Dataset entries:
[Start of section]
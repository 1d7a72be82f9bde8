use log::{debug, info, trace};

use super::{Checker, Claim};
use crate::error::{AddressKind, Error, FormatError};
use crate::structs::*;

impl Checker<'_> {
    /// Classify every inode and claim every block it addresses
    pub(super) fn scan(&mut self) -> Result<(), Error> {
        info!("Scanning {} inodes", self.inodes.len());
        let fs = self.fs;
        for index in 0..fs.superblock().ninodes {
            let inode = fs.inode(index)?;
            let kind = inode.kind().map_err(|raw| {
                debug!("Inode {index} has type {raw}");
                FormatError::BadInodeType
            })?;
            if kind == InodeType::Unused {
                continue;
            }
            trace!("Inode {index}: {kind}, {} links", inode.nlink);
            let state = &mut self.inodes[index as usize];
            state.kind = Some(kind);
            state.nlink = inode.nlink;

            for &addr in inode.direct().iter().filter(|&&addr| addr != 0) {
                self.claim(addr, index, AddressKind::Direct)?;
            }
            let indirect = inode.indirect();
            if indirect == 0 {
                continue;
            }
            self.claim(indirect, index, AddressKind::Indirect)?;
            for addr in fs.block(indirect)?.pointers().filter(|&addr| addr != 0) {
                self.claim(addr, index, AddressKind::Indirect)?;
            }
        }
        Ok(())
    }

    /// Record that `inode` owns `block`
    fn claim(&mut self, block: u32, inode: u32, kind: AddressKind) -> Result<(), Error> {
        if !self.fs.superblock().is_claimable(block) {
            debug!("Inode {inode} points to block {block} outside the data region");
            return Err(FormatError::BadAddress(kind).into());
        }
        let slot = &mut self.claims[block as usize];
        if let Some(existing) = slot {
            debug!(
                "Block {block} of inode {inode} already claimed by inode {}",
                existing.inode
            );
            return Err(FormatError::DuplicateAddress(existing.kind).into());
        }
        *slot = Some(Claim { inode, kind });
        if !is_marked(self.fs, block)? {
            debug!("Block {block} of inode {inode} is free in the bitmap");
            return Err(FormatError::FreeBlockInUse.into());
        }
        Ok(())
    }
}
[End of section]
Work required: All lines above that contain the word "existing" are to be copied.

Task answer:
        if let Some(existing) = slot {
                existing.inode
            return Err(FormatError::DuplicateAddress(existing.kind).into());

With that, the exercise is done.